После рождения четвертого ребенка — это был опять мальчик — Ева уволилась с работы. Пришлось урезать себя во всем.
Теперь она выходила из дому только за покупками. Ева сильно осунулась, на левой ноге появилось расширение вен. Похлопочи она как следует, ей бы, вероятно, удалось получить путевку в санаторий, но на кого бы она бросила свое семейство? Мужа часто сутками не было дома — он получил категорию водителя междугородных рейсов ради надбавок к зарплате за ночные смены, а двое старших детей, ее дочь и его сын, как раз пошли в школу. Так что она стирала, мыла, варила, гладила, штопала, вытирала пыль, натирала полы и снова — стирала, мыла, натирала, ругала детей, если они ссорились и при этом что-нибудь ломали. К рождеству они купили наконец холодильник.
Потом переехали в квартиру попросторнее и отремонтировали ее своими силами, работая по выходным. Келлер был здоров как бык, и если с чем-то не справлялся, то только за недостатком времени. А Ева стала совсем худышка. От страха опять забеременеть она всякий раз давала мужу от ворот поворот, так что он вконец извелся. Сжалившись, она иногда шла ему навстречу, но такая жизнь была им обоим не в радость, зато на какое-то время в семье воцарился мир.

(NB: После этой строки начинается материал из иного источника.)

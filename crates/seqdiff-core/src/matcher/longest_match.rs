//! Longest contiguous equal run between two sub-ranges.

use super::bucket_index::BucketIndex;
use super::Match;
use std::collections::HashMap;
use std::hash::Hash;

/// Find the longest run with `a[i..i+k] == b[j..j+k]` inside
/// `a[a_lo..a_hi]` and `b[b_lo..b_hi]`.
///
/// Only indexed elements can anchor a run. Among runs of equal length the
/// one with the smallest `i` wins, then the smallest `j`. The anchored run is
/// then widened through adjacent equal non-junk elements, and after that
/// through adjacent equal junk elements, so junk is only absorbed next to
/// real content. Empty ranges give a zero-length match at `(a_lo, b_lo)`.
pub fn find_longest_match<T: Eq + Hash + Clone>(
    a: &[T],
    b: &[T],
    index: &BucketIndex<T>,
    a_lo: usize,
    a_hi: usize,
    b_lo: usize,
    b_hi: usize,
) -> Match {
    debug_assert!(a_lo <= a_hi && a_hi <= a.len());
    debug_assert!(b_lo <= b_hi && b_hi <= b.len());

    let (mut best_i, mut best_j, mut best_size) = (a_lo, b_lo, 0);

    // run length of the match ending at b[j], for the previous and current row of a
    let mut j2len: HashMap<usize, usize> = HashMap::new();
    let mut next_j2len: HashMap<usize, usize> = HashMap::new();
    for (i, elt) in a.iter().enumerate().take(a_hi).skip(a_lo) {
        for &j in index.positions(elt) {
            if j < b_lo {
                continue;
            }
            if j >= b_hi {
                break;
            }
            let k = j
                .checked_sub(1)
                .and_then(|prev| j2len.get(&prev))
                .copied()
                .unwrap_or(0)
                + 1;
            next_j2len.insert(j, k);
            if k > best_size {
                best_i = i + 1 - k;
                best_j = j + 1 - k;
                best_size = k;
            }
        }
        std::mem::swap(&mut j2len, &mut next_j2len);
        next_j2len.clear();
    }

    for absorb_junk in [false, true] {
        while best_i > a_lo
            && best_j > b_lo
            && index.is_junk(&b[best_j - 1]) == absorb_junk
            && a[best_i - 1] == b[best_j - 1]
        {
            best_i -= 1;
            best_j -= 1;
            best_size += 1;
        }
        while best_i + best_size < a_hi
            && best_j + best_size < b_hi
            && index.is_junk(&b[best_j + best_size]) == absorb_junk
            && a[best_i + best_size] == b[best_j + best_size]
        {
            best_size += 1;
        }
    }

    Match::new(best_i, best_j, best_size)
}
//! Core types shared across seqdiff facilities
//!
//! This crate holds the canonical schema constants used by the logging
//! macros in `seqdiff-core` and by anything that inspects their output:
//!
//! - **Field keys**: component, op, event, duration and size fields
//! - **Event names**: start, end, end_error

pub mod schema;
use std::{path::PathBuf, process::ExitStatus, time::Duration};

use thiserror::Error;

#[derive(Debug, Error)]
pub enum TransportError {
    #[error("failed to serialize event: {0}")]
    Serialize(#[from] serde_json::Error),
    #[error("failed to build HTTP client: {0}")]
    ClientBuild(#[source] reqwest::Error),
    #[error("HTTP request failed: {0}")]
    Http(#[from] reqwest::Error),
    #[error("store endpoint rejected event with status {status}: {body}")]
    Status { status: u16, body: String },
    #[error("failed to spawn uploader (binary={binary:?}): {source}")]
    Spawn {
        binary: PathBuf,
        source: std::io::Error,
    },
    #[error("upload timed out after {timeout:?}")]
    Timeout { timeout: Duration },
    #[error("failed waiting for uploader: {0}")]
    Wait(std::io::Error),
    #[error("failed writing event to uploader stdin: {0}")]
    StdinWrite(std::io::Error),
    #[error("uploader exited with {status}: {stderr}")]
    NonZeroExit { status: ExitStatus, stderr: String },
    #[error("event id {0:?} is not 32 hex characters")]
    InvalidEventId(String),
    #[error("failed to write spool file {path:?}: {source}")]
    Spool {
        path: PathBuf,
        source: std::io::Error,
    },
}
#![forbid(unsafe_code)]
//! Data model and contracts shared by the capture SDK crates.
//!
//! A [`Frontend`] owns SDK-wide policy (options, enrichment, enable/disable). A [`Backend`]
//! adapts that frontend to a concrete capture client and keeps the most recent context and
//! breadcrumb snapshots. Nothing in this crate performs I/O.

mod contract;
mod dsn;
mod error;
mod model;
mod options;

pub use contract::{Backend, BoxFuture, Frontend, SendStatus};
pub use dsn::{Dsn, DsnParseError, Scheme};
pub use error::CaptureError;
pub use model::{Breadcrumb, Context, Event, Exception, Level, User};
pub use options::Options;

/// Identifier reported as `sentry_client` in auth headers and as the event SDK name.
pub const SDK_NAME: &str = concat!("capture.rust/", env!("CARGO_PKG_VERSION"));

Таким манером Еве удалось продержаться четыре года — четыре года она имела все основания каждый месяц облегченно вздохнуть. А потом опять накололась.
На этот раз она была категорически против новых родов. Того врача разыскать не удалось (наверное, удрал на Запад) — впрочем, такой большой суммы у них и на этот раз не набралось. Вот Ева и спросила у своей бывшей сослуживицы и товарки — той самой, что просветила ее насчет господина Концельмана, — как ей поступить, чтобы избавиться от ребенка.
И сделала все, как та научила, воспользовавшись долгой отлучкой мужа — ей хотелось справиться со всем этим самой. Когда температура подскочила к сорока, она кликнула дочь. Десятилетняя девочка позвала соседей. На «скорой» Еву доставили в больницу. Мужа срочно вызвали из дальнего рейса, чтобы было кому присмотреть за детьми.
На целый год Ева дала мужу полную отставку. Даже приласкать не разрешала: боялась, что расслабится и уступит. Муж начал поколачивать старших детей за любую провинность, на младших — по любому поводу кричать. Еву постоянно мучили укоры совести, она нутром чуяла связь между его срывами и своим воздержанием. Но что было делать? Опять рожать? Ведь вот у других-то иначе получается. Большинство соседей по дому имели одного-двух детей. Еве очень хотелось побеседовать об этом с другими женщинами; да только, прежде чем касаться столь интимных вопросов, надо сперва о многом друг с другом переговорить. А где взять на это время?